Intel and AMD both cautioned on their Q1 earnings calls that their PC-related sales might soften during the second half of 2020 thanks to macro pressures. And recently, there have been supply chain reports pointing to second-half headwinds.
Moreover, in Intel's case, PC CPU sales will also be pressured a bit by Apple's (AAPL) plans to start selling its first Macs to be powered by its own processors before year's end. The initial impact probably won't be massive -- Apple says it will take two years to fully transition to its own Mac processors, and still has some Intel-powered Macs in its pipeline -- but with Apple claiming about a 7% PC unit share and a 15%-plus revenue share, there will be a meaningful impact over time.
Intel also cautioned on its Q1 call that it thinks its server CPU division (the Data Center Group, or DCG) will see demand from traditional enterprise and government end-markets soften during the second half of the year. Given that DCG's sales to these end-markets were up 34% annually in Q1, and that the likes of Dell (DELL) , Hewlett-Packard Enterprise (HPE) and NetApp (NTAP) have been reporting declining server and/or storage sales, it looks like Intel got a Q1 boost from inventory-building by enterprise hardware OEMs.
Separately, Intel warned that its Internet of Things Group (IOTG) and Mobileye ADAS vision processor unit would see lower demand in Q2. IOTG's sales are being hurt by COVID-19's impact on demand from end-markets such as retail stores and factories; Mobileye is naturally being stung by lower auto sales and production.
Then there's the issue of AMD, which has been steadily gaining ground in the consumer PC, cloud server and high-performance computing (HPC) server markets.
In the notebook CPU market, Intel (in spite of Apple's plans and tougher competition from AMD) is still in reasonably good competitive shape, and will benefit in the coming months from the rollout of its Tiger Lake notebook processor line, the second to use its 10-nanometer (10nm) manufacturing process node.

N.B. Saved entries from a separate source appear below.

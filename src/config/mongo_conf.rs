use serde::{Deserialize, Serialize};
use std::env;
use tracing::{debug, error, info, warn};

use crate::config::ConfigError;

/// MongoDB configuration structure
#[derive(Debug, Clone, Serialize, Deserialize)]
pub struct MongoConfig {
    /// MongoDB connection URI
    pub uri: String,
    /// Database name
    pub database: String,
    /// Connection pool size
    pub pool_size: u32,
    /// Connection timeout in seconds
    pub connection_timeout_secs: u64,
}

impl MongoConfig {
    /// Load MongoDB configuration from environment variables
    ///
    /// Expected environment variables:
    /// - MONGO_URI: MongoDB connection URI (required)
    /// - MONGO_DATABASE: Database name (required)
    /// - MONGO_POOL_SIZE: Connection pool size (defaults to 10)
    /// - MONGO_CONNECTION_TIMEOUT: Connection timeout in seconds (defaults to 5)
    pub fn from_env() -> Result<Self, ConfigError> {
        info!("Loading MongoDB configuration from environment variables");

        let uri = env::var("MONGO_URI").map_err(|_| {
            error!("MONGO_URI environment variable not found");
            ConfigError::EnvVarNotFound("MONGO_URI".to_string())
        })?;

        let database = env::var("MONGO_DATABASE").map_err(|_| {
            error!("MONGO_DATABASE environment variable not found");
            ConfigError::EnvVarNotFound("MONGO_DATABASE".to_string())
        })?;
        debug!("MongoDB database: {}", database);

        let pool_size = env::var("MONGO_POOL_SIZE")
            .unwrap_or_else(|_| {
                warn!("MONGO_POOL_SIZE not set, using default: 10");
                "10".to_string()
            })
            .parse::<u32>()
            .map_err(|_| ConfigError::InvalidValue("Invalid MONGO_POOL_SIZE value".to_string()))?;

        let connection_timeout_secs = env::var("MONGO_CONNECTION_TIMEOUT")
            .unwrap_or_else(|_| {
                warn!("MONGO_CONNECTION_TIMEOUT not set, using default: 5 seconds");
                "5".to_string()
            })
            .parse::<u64>()
            .map_err(|_| {
                ConfigError::InvalidValue("Invalid MONGO_CONNECTION_TIMEOUT value".to_string())
            })?;

        let config = MongoConfig {
            uri,
            database,
            pool_size,
            connection_timeout_secs,
        };
        config.validate()?;
        info!("MongoDB configuration loaded successfully");
        Ok(config)
    }

    /// Validate the configuration
    pub fn validate(&self) -> Result<(), ConfigError> {
        if self.uri.is_empty() {
            return Err(ConfigError::ValidationError(
                "MongoDB URI cannot be empty".to_string(),
            ));
        }
        if self.database.is_empty() {
            return Err(ConfigError::ValidationError(
                "MongoDB database cannot be empty".to_string(),
            ));
        }
        if self.pool_size == 0 {
            return Err(ConfigError::ValidationError(
                "MongoDB pool size must be greater than 0".to_string(),
            ));
        }
        if self.connection_timeout_secs == 0 {
            return Err(ConfigError::ValidationError(
                "MongoDB connection timeout must be greater than 0".to_string(),
            ));
        }
        Ok(())
    }
}

impl Default for MongoConfig {
    fn default() -> Self {
        MongoConfig {
            uri: "mongodb://localhost:27017".to_string(),
            database: "scoutbase".to_string(),
            pool_size: 10,
            connection_timeout_secs: 5,
        }
    }
}

#[cfg(test)]
mod tests {
    use super::*;

    #[test]
    fn test_default_config() {
        let config = MongoConfig::default();
        assert_eq!(config.uri, "mongodb://localhost:27017");
        assert_eq!(config.database, "scoutbase");
        assert!(config.validate().is_ok());
    }

    #[test]
    fn test_validate_empty_uri() {
        let mut config = MongoConfig::default();
        config.uri = "".to_string();
        assert!(config.validate().is_err());
    }

    #[test]
    fn test_validate_empty_database() {
        let mut config = MongoConfig::default();
        config.database = "".to_string();
        assert!(config.validate().is_err());
    }

    #[test]
    fn test_validate_zero_pool_size() {
        let mut config = MongoConfig::default();
        config.pool_size = 0;
        assert!(config.validate().is_err());
    }
}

Among other things, Tiger Lake will deliver major integrated GPU performance gains.
But in the consumer desktop, high-end desktop (HEDT) and cloud and HPC server markets, where specs and benchmarks can often have a big impact on buying decisions, Intel is in a tougher spot, since it's still relying on desktop and server CPUs made using a 14nm manufacturing process node that (though improved over the years) is showing its age.
Last year, AMD launched its first desktop and server CPUs to be made using Taiwan Semiconductor's (TSM) 7nm manufacturing process node, which is seen as competitive with Intel's 10nm node. And before 2020 is over, AMD is expected to roll out new 7nm desktop and server CPUs that rely on a next-gen CPU core microarchitecture known as Zen 3.
Intel has said it will ship its first 10nm server CPUs before year's end, but hasn't given much clarity about what 2020 volumes will look like. And it still hasn't said when it will start shipping 10nm desktop and HEDT CPUs.
Also, though this may be more of a long-term challenge given corporate inertia and lingering software compatibility issues, ARM-architecture server CPUs from the likes of Amazon Web Services (AWS), Marvell Technology (MRVL) and private Ampere Computing are likely to gain some share over time. AWS' recently-launched Graviton2 ARM CPU, which is available via aggressively-priced AWS cloud computing instances, has fared well against Intel and AMD server CPUs in some (though not all) popular benchmarks.
Intel's stock is admittedly cheaper than that of many chip peers. But with Intel's free cash flow (FCF) now meaningfully below its earnings thanks to elevated capital spending, it's not quite as cheap as it might look at first glance. Intel's $280 billion enterprise value is equal to 17 times reported 2019 FCF of $16.9 billion, and 18 times both its 2020 and 2021 FCF consensus estimates, which each stand at $15.8 billion.
And between the macro and company-specific challenges Intel is facing right now, as well as its need to keep investing heavily in capex, there is arguably some downside risk to those FCF estimates.